The opinion of the court was delivered by: Charles J. Siragusa United States District Judge
This is an action brought pursuant to 42 U.S.C. § 1983 in which the plaintiff, a prison inmate at Southport Correctional Facility ("Southport"), has alleged that Michael McGinnis ("McGinnis"), the former superintendent of Southport, John Morton ("Morton"), a Corrections Sergeant at Southport, Randy Banks ("Banks") a Corrections Officer at Southport, and Douglas W estervelt ("W estervelt"), also a Corrections Officer at Southport, violated his constitutional rights. Specifically, he alleges that Morton, Banks, and W estervelt physically assaulted him, and that McGinnis failed to prevent the attack. On February 21, 2007, some two years after commencing this action, plaintiff filed the subject application [#39] for a temporary restraining order, alleging that certain corrections staff, who are not parties to this lawsuit, are harassing him in retaliation for him bringing this lawsuit. For the reasons discussed below, the application is denied.

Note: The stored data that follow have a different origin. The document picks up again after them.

//! Memory dump rendering.
//!
//! Rows cover 16 bytes each:
//!
//! ```text
//! [$00da4000] [000]: 4142 4344 4546 4748 494a 4b4c 4d4e 4f50 'ABCDEFGHIJKLMNOP'
//! ```
//!
//! Words are printed as byte pairs in memory order. A short final row keeps
//! its width: missing words are rendered as `____`, and missing ASCII columns
//! as `_`.

use std::fmt::Write;

const ROW_LEN: usize = 16;

/// Summary line printed before the rows.
pub fn header(addr: usize, len: usize) -> String {
    format!(
        "memory at address ${:08x}, size {} bytes (${:08x} - ${:08x})",
        addr,
        len,
        addr,
        (addr + len).saturating_sub(1)
    )
}

/// Render `bytes` as dump rows, labelled as if they started at `addr`.
pub fn rows(addr: usize, bytes: &[u8]) -> impl Iterator<Item = String> + '_ {
    bytes
        .chunks(ROW_LEN)
        .enumerate()
        .map(move |(i, chunk)| row(addr, i * ROW_LEN, chunk))
}

fn row(addr: usize, offset: usize, chunk: &[u8]) -> String {
    let mut s = String::with_capacity(80);
    write!(s, "[${:08x}] [{:03x}]: ", addr + offset, offset).unwrap();

    for pair in 0..ROW_LEN / 2 {
        match (chunk.get(pair * 2), chunk.get(pair * 2 + 1)) {
            (Some(hi), Some(lo)) => write!(s, "{:02x}{:02x} ", hi, lo).unwrap(),
            (Some(hi), None) => write!(s, "{:02x}__ ", hi).unwrap(),
            _ => s.push_str("____ "),
        }
    }

    s.push('\'');
    for i in 0..ROW_LEN {
        s.push(chunk.get(i).map_or('_', |&b| printable(b)));
    }
    s.push('\'');

    s
}

fn printable(b: u8) -> char {
    match b {
        0x21..=0x7e => b.into(),
        _ => '.',
    }
}
use thiserror::Error;

pub type Result<T> = std::result::Result<T, Error>;

/// Errors raised while setting up a channel.
///
/// Conditions reported by the drive itself are never errors: they surface as
/// [`DeviceStatus`](crate::DeviceStatus) and
/// [`ErrorFlags`](crate::ata::reg::ErrorFlags) values.
#[derive(Debug, Error)]
pub enum Error {
    #[error("MMIO base address cannot be null")]
    NullBase,
    #[error("MMIO base address {0:#010x} is not 4-byte aligned")]
    MisalignedBase(usize),
    #[error("{field} is {len} bytes long, but the field only holds {max}")]
    FieldTooLong {
        field: &'static str,
        len: usize,
        max: usize,
    },
    #[error("{0} must be printable ASCII")]
    NonAscii(&'static str),
    #[error("capacity of {0} bytes is smaller than a single cylinder")]
    CapacityTooSmall(u64),
}
//! Register-level access to a single IDE channel.

pub mod mmio;
pub mod sim;

pub use mmio::Mmio;
pub use sim::SimController;

/// IDE Device (either 0 or 1)
#[derive(Debug, Copy, Clone, PartialEq, Eq)]
pub enum IdeIdx {
    IDE0,
    IDE1,
}

impl From<bool> for IdeIdx {
    fn from(b: bool) -> IdeIdx {
        match b {
            false => IdeIdx::IDE0,
            true => IdeIdx::IDE1,
        }
    }
}

impl IdeIdx {
    /// Only the low bit is significant: a channel addresses two drives.
    pub fn from_index(idx: u8) -> IdeIdx {
        (idx & 1 != 0).into()
    }

    pub fn bit(self) -> u8 {
        match self {
            IdeIdx::IDE0 => 0,
            IdeIdx::IDE1 => 1,
        }
    }
}

impl std::fmt::Display for IdeIdx {
    fn fmt(&self, f: &mut std::fmt::Formatter<'_>) -> std::fmt::Result {
        match self {
            IdeIdx::IDE0 => write!(f, "master"),
            IdeIdx::IDE1 => write!(f, "slave"),
        }
    }
}

/// IDE Register to access.
///
/// Registers which share an address are aliases for one another (e.g: calling
/// `read8(IdeReg::Features)` is equivalent to calling `read8(IdeReg::Error)`).
/// Which name is used only documents the direction of the access.
///
/// The LBA bytes live in the CHS registers: `SectorNo` holds LBA bits 0..=7,
/// `CylinderLo` bits 8..=15, and `CylinderHi` bits 16..=23.
#[derive(Debug, Copy, Clone, PartialEq, Eq)]
pub enum IdeReg {
    Data,
    Error,
    Features,
    SectorCount,
    SectorNo,
    CylinderLo,
    CylinderHi,
    DeviceHead,
    Status,
    Command,
    IntStatus,
    AltStatus,
    DevControl,
    DriveAddr,
}

/// Raw register access to an IDE channel.
///
/// Every call is an observable access to the device: implementations must
/// never cache, merge, reorder or skip them. Reading `Status` may have side
/// effects (e.g: acknowledging a pending IRQ).
pub trait Registers {
    /// Read a byte from an 8-bit register.
    fn read8(&mut self, reg: IdeReg) -> u8;

    /// Write a byte to an 8-bit register.
    fn write8(&mut self, reg: IdeReg, val: u8);

    /// Perform a 16-bit read. Only `Data` is 16 bits wide; any other register
    /// reads as its 8-bit value.
    fn read16(&mut self, reg: IdeReg) -> u16;

    /// Wait out the ~1us it takes the status register to become stable after
    /// a drive select or command write.
    fn settle(&mut self);
}

impl<R: Registers + ?Sized> Registers for &mut R {
    fn read8(&mut self, reg: IdeReg) -> u8 {
        (**self).read8(reg)
    }

    fn write8(&mut self, reg: IdeReg, val: u8) {
        (**self).write8(reg, val)
    }

    fn read16(&mut self, reg: IdeReg) -> u16 {
        (**self).read16(reg)
    }

    fn settle(&mut self) {
        (**self).settle()
    }
}
//! Coarse blocking delays.

use std::time::Duration;

/// Blocks the calling thread for (at least) the requested time.
///
/// Only used for the spin-up back-off while selecting a drive, so
/// implementations don't need to be precise.
pub trait Delay {
    fn sleep(&mut self, secs: u32, micros: u32);
}

impl<D: Delay + ?Sized> Delay for &mut D {
    fn sleep(&mut self, secs: u32, micros: u32) {
        (**self).sleep(secs, micros)
    }
}

/// Sleeps using the host's scheduler.
#[derive(Debug, Default, Copy, Clone)]
pub struct ThreadSleep;

impl Delay for ThreadSleep {
    fn sleep(&mut self, secs: u32, micros: u32) {
        debug!("sleep {} s and {} us...", secs, micros);
        std::thread::sleep(Duration::from_secs(secs as u64) + Duration::from_micros(micros as u64));
    }
}

/// Doesn't actually wait, but remembers every request.
///
/// Handy when the channel on the other end is simulated, and there's nothing
/// to wait for.
#[derive(Debug, Default, Clone)]
pub struct NoDelay {
    requests: Vec<Duration>,
}

impl NoDelay {
    pub fn new() -> NoDelay {
        NoDelay::default()
    }

    /// Every delay requested so far, in order.
    pub fn requests(&self) -> &[Duration] {
        &self.requests
    }
}

impl Delay for NoDelay {
    fn sleep(&mut self, secs: u32, micros: u32) {
        trace!("skipping sleep of {} s and {} us", secs, micros);
        self.requests
            .push(Duration::from_secs(secs as u64) + Duration::from_micros(micros as u64));
    }
}

#[cfg(test)]
mod tests {
    use super::*;

    #[test]
    fn no_delay_records_requests() {
        let mut delay = NoDelay::new();
        {
            let mut borrowed = &mut delay;
            borrowed.sleep(1, 0);
            borrowed.sleep(0, 250);
        }
        assert_eq!(
            delay.requests(),
            &[Duration::from_secs(1), Duration::from_micros(250)]
        );
    }

    #[test]
    fn thread_sleep_waits() {
        let start = std::time::Instant::now();
        ThreadSleep.sleep(0, 2_000);
        assert!(start.elapsed() >= Duration::from_micros(2_000));
    }
}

Plaintiff alleges in his application for injunctive relief that on February 6, 2007, Corrections Officers Ayers verbally harassed him for complaining to this Court in January 2007 about alleged mistreatment at Southport, and then tore a piece of his legal mail in half. He also alleges that on February 10, 2007, Corrections Sergeant McKeon yelled at him, again for complaining to this Court about conditions at Southport in January 2007. Additionally, plaintiff alleges that on February 11, 2007, Corrections Officer Cece tried to provoke a confrontation by standing too close to him, and then verbally harassed him. Plaintiff requests that this Court issue a temporary restraining order, directing officials at Southport to ensure that Ayers, McKeon, and Cece are not allowed to work near him or to have access to his property.
Upon receiving plaintiff's application, the Court scheduled a video conference, which was held on March 8, 2007. At the video conference, plaintiff expanded upon his allegations, claiming that there was actually a facility-wide conspiracy against him at Southport, as there was against all inmates who complained or filed lawsuits. In that regard, plaintiff explained that it would not help to simply order Ayers, McKeon, and Cece to leave him alone, because they are merely part of the larger conspiracy of persons at Southport who are intent on harassing him. Instead, plaintiff asked the Court to order all corrections staff at Southport to obey the law and leave him alone.
Defendants oppose plaintiff's application, arguing, inter alia, that injunctive relief would be inappropriate since Ayers, McKeon, and Cece are not parties to this action, the alleged harassment is not related to this lawsuit, and plaintiff has not met the standard for granting injunctive relief in any event.
The standard for considering an application for a preliminary injunction is well settled:
In most cases, a party seeking to obtain a preliminary injunction must establish that it will suffer irreparable harm in the absence of an injunction and demonstrate either (1) a likelihood of success on the merits or (2) sufficiently serious questions going to the merits to make them a fair ground for litigation and a balance of the hardships tipping decidedly in the movant's favor.
Jolly v. Coughlin, 76 F.3d 468, 473 (2d Cir. 1996) (citations and internal quotation marks omitted).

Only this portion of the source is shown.